During 1936 Allen Turing first described the foundational model of computability. Photographers could not have imagined the underpinnings behind his turning machine would eventually become the medium for processing imagery. Modern digital cameras with their ever-expanding storage requirements are achieving remarkable feats of ophthalmic information collection. Blurring the lines of realism is the incorporation of resolving power that provides detail and clarity that extends beyond the original perceptional experience.  Free from the limitations of physical media, digital representation mandate contemplation of reliability, existence, and pragmatism. 

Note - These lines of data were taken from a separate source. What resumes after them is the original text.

use api_ingress::AppError;

use crate::domain::error::DomainError;

/// Map a domain error to the HTTP error body
pub fn map_domain_error(e: DomainError) -> AppError {
    match e {
        DomainError::Validation { field, message } => AppError::invalid_field(field, message),
        DomainError::InvalidCredentials | DomainError::MissingToken | DomainError::InvalidToken => {
            AppError::Unauthorized(e.to_string())
        }
        DomainError::Forbidden { message } => AppError::Forbidden(message),
        DomainError::UserNotFound { .. }
        | DomainError::CompanyNotFound { .. }
        | DomainError::JobNotFound { .. }
        | DomainError::ApplicationNotFound { .. } => AppError::NotFound(e.to_string()),
        DomainError::EmailAlreadyExists { .. }
        | DomainError::AlreadyApplied { .. }
        | DomainError::JobClosed { .. } => AppError::Conflict(e.to_string()),
        // Details are logged by AppError, never sent to the client
        DomainError::Database { .. } | DomainError::Internal { .. } => {
            AppError::Internal(anyhow::Error::new(e))
        }
    }
}
#[tokio::test]
async fn invalid_input_is_a_400_with_field_errors() {
    let router = router();

    let (status, body) = call(
        &router,
        Method::POST,
        "/api/auth/register",
        None,
        Some(json!({
            "email": "nope",
            "password": PASSWORD,
            "firstName": "A",
            "lastName": "B",
        })),
    )
    .await;
    assert_eq!(status, StatusCode::BAD_REQUEST);
    assert_eq!(body["code"], "validation_error");
    assert_eq!(body["message"], "Invalid input");
    assert_eq!(body["errors"][0]["field"], "email");

    let (status, body) = call(
        &router,
        Method::POST,
        "/api/auth/register",
        None,
        Some(json!({
            "email": "short@example.com",
            "password": "123",
            "firstName": "A",
            "lastName": "B",
        })),
    )
    .await;
    assert_eq!(status, StatusCode::BAD_REQUEST);
    assert_eq!(body["errors"][0]["field"], "password");

    // Missing required fields
    let (status, body) = call(
        &router,
        Method::POST,
        "/api/auth/login",
        None,
        Some(json!({ "email": "x@example.com" })),
    )
    .await;
    assert_eq!(status, StatusCode::BAD_REQUEST);
    assert_eq!(body["code"], "validation_error");

    // Unknown enum value
    let (status, _) = call(
        &router,
        Method::POST,
        "/api/auth/register",
        None,
        Some(json!({
            "email": "role@example.com",
            "password": PASSWORD,
            "firstName": "A",
            "lastName": "B",
            "userType": "admin",
        })),
    )
    .await;
    assert_eq!(status, StatusCode::BAD_REQUEST);
}

#[tokio::test]
async fn me_requires_a_valid_bearer_token() {
    let router = router();
    let (user, token) = register(&router, "me@example.com", "job_seeker").await;

    let (status, body) = call(&router, Method::GET, "/api/auth/me", None, None).await;
    assert_eq!(status, StatusCode::UNAUTHORIZED);
    assert_eq!(body["message"], "Access token required");

    let (status, body) = call(&router, Method::GET, "/api/auth/me", Some("junk"), None).await;
    assert_eq!(status, StatusCode::UNAUTHORIZED);
    assert_eq!(body["message"], "Invalid token");

    let (status, body) = call(&router, Method::GET, "/api/auth/me", Some(&token), None).await;
    assert_eq!(status, StatusCode::OK);
    assert_eq!(body["id"], user["id"]);
}
use anyhow::{anyhow, Context, Result};
use std::path::{Path, PathBuf};

/// Platform base directory: `%APPDATA%` on Windows, `$HOME` elsewhere.
fn platform_base() -> Result<PathBuf> {
    #[cfg(target_os = "windows")]
    let var = "APPDATA";
    #[cfg(not(target_os = "windows"))]
    let var = "HOME";

    std::env::var_os(var)
        .filter(|v| !v.is_empty())
        .map(PathBuf::from)
        .ok_or_else(|| anyhow!("{var} is not set; cannot resolve home directory"))
}

/// Expand a leading `~` against the platform base directory.
fn expand_tilde(raw: &str) -> Result<PathBuf> {
    if raw == "~" {
        return platform_base();
    }
    if let Some(rest) = raw.strip_prefix("~/").or_else(|| raw.strip_prefix("~\\")) {
        return Ok(platform_base()?.join(rest));
    }
    Ok(PathBuf::from(raw))
}

/// Resolve the server home directory into an absolute path.
///
/// - `Some(path)`: `~` is expanded, relative paths are joined onto the cwd.
/// - `None`: `<platform base>/<default_subdir>`.
///
/// When `create` is set the directory is created if missing.
pub fn resolve_home_dir(
    configured: Option<String>,
    default_subdir: &str,
    create: bool,
) -> Result<PathBuf> {
    let mut path = match configured {
        Some(raw) => expand_tilde(raw.trim())?,
        None => platform_base()?.join(default_subdir),
    };

    if path.is_relative() {
        path = std::env::current_dir()
            .context("cannot read current directory")?
            .join(path);
    }

    if create {
        std::fs::create_dir_all(&path)
            .with_context(|| format!("cannot create home dir {}", path.display()))?;
    }

    Ok(normalize(&path))
}

/// Drop `.` components so the stored path is stable for display/compare.
fn normalize(path: &Path) -> PathBuf {
    path.components()
        .filter(|c| !matches!(c, std::path::Component::CurDir))
        .collect()
}
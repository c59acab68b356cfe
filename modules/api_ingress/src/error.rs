use axum::{
    http::StatusCode,
    response::{IntoResponse, Response},
    Json,
};
use serde::Serialize;
use thiserror::Error;

/// One field-level validation failure.
#[derive(Debug, Clone, Serialize, PartialEq, Eq)]
pub struct FieldError {
    pub field: String,
    pub message: String,
}

#[derive(Debug, Error)]
pub enum AppError {
    #[error("{message}")]
    Validation {
        message: String,
        errors: Vec<FieldError>,
    },
    #[error("{0}")]
    BadRequest(String),
    #[error("{0}")]
    Unauthorized(String),
    #[error("{0}")]
    Forbidden(String),
    #[error("{0}")]
    NotFound(String),
    #[error("{0}")]
    Conflict(String),
    #[error("internal error")]
    Internal(#[from] anyhow::Error),
}

impl AppError {
    pub fn status(&self) -> StatusCode {
        match self {
            AppError::Validation { .. } | AppError::BadRequest(_) => StatusCode::BAD_REQUEST,
            AppError::Unauthorized(_) => StatusCode::UNAUTHORIZED,
            AppError::Forbidden(_) => StatusCode::FORBIDDEN,
            AppError::NotFound(_) => StatusCode::NOT_FOUND,
            AppError::Conflict(_) => StatusCode::CONFLICT,
            AppError::Internal(_) => StatusCode::INTERNAL_SERVER_ERROR,
        }
    }

    pub fn code(&self) -> &'static str {
        match self {
            AppError::Validation { .. } => "validation_error",
            AppError::BadRequest(_) => "bad_request",
            AppError::Unauthorized(_) => "unauthorized",
            AppError::Forbidden(_) => "forbidden",
            AppError::NotFound(_) => "not_found",
            AppError::Conflict(_) => "conflict",
            AppError::Internal(_) => "internal_error",
        }
    }

    /// Single-field validation failure.
    pub fn invalid_field(field: impl Into<String>, message: impl Into<String>) -> Self {
        AppError::Validation {
            message: "Invalid input".to_string(),
            errors: vec![FieldError {
                field: field.into(),
                message: message.into(),
            }],
        }
    }
}

impl From<validator::ValidationErrors> for AppError {
    fn from(errs: validator::ValidationErrors) -> Self {
        let mut errors: Vec<FieldError> = errs
            .field_errors()
            .into_iter()
            .flat_map(|(field, list)| {
                let field = field.to_string();
                list.iter().map(move |e| FieldError {
                    field: field.clone(),
                    message: e
                        .message
                        .as_ref()
                        .map(|m| m.to_string())
                        .unwrap_or_else(|| e.code.to_string()),
                })
            })
            .collect();
        errors.sort_by(|a, b| a.field.cmp(&b.field));

        AppError::Validation {
            message: "Invalid input".to_string(),
            errors,
        }
    }
}

#[derive(Serialize)]
struct ErrorBody<'a> {
    code: &'a str,
    message: &'a str,
    #[serde(skip_serializing_if = "Option::is_none")]
    errors: Option<&'a [FieldError]>,
}

impl IntoResponse for AppError {
    fn into_response(self) -> Response {
        let status = self.status();

        // request_id is carried by the enclosing http_request span
        match &self {
            AppError::Internal(err) => tracing::error!(
                error = ?err,
                status = status.as_u16(),
                "request failed"
            ),
            other => tracing::warn!(
                error = %other,
                status = status.as_u16(),
                "request failed"
            ),
        }

        let message = match &self {
            AppError::Internal(_) => "internal error".to_string(),
            other => other.to_string(),
        };
        let errors = match &self {
            AppError::Validation { errors, .. } if !errors.is_empty() => Some(errors.as_slice()),
            _ => None,
        };

        let body = ErrorBody {
            code: self.code(),
            message: &message,
            errors,
        };
        (status, Json(body)).into_response()
    }
}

Showing respect for the subject balances’ accuracy with an infinite selection of possible visualizations that will, hopefully, create compelling images that resonate with others.  The omnipresent barrage of digital technology increases our perceptual expectations and advances the influence of photographic imagery. Just as knowing how to use a word processing program is different than authoring literature using a camera only embodies the recording of light without discrimination. Discrimination enables the separation of unique elements that differentiate haphazard randomness from the essence of sensibility and understanding.  Entrenched in a backdrop of overwhelming complexity, the ability to understand, decipher, and display visual imagery has never been more critical.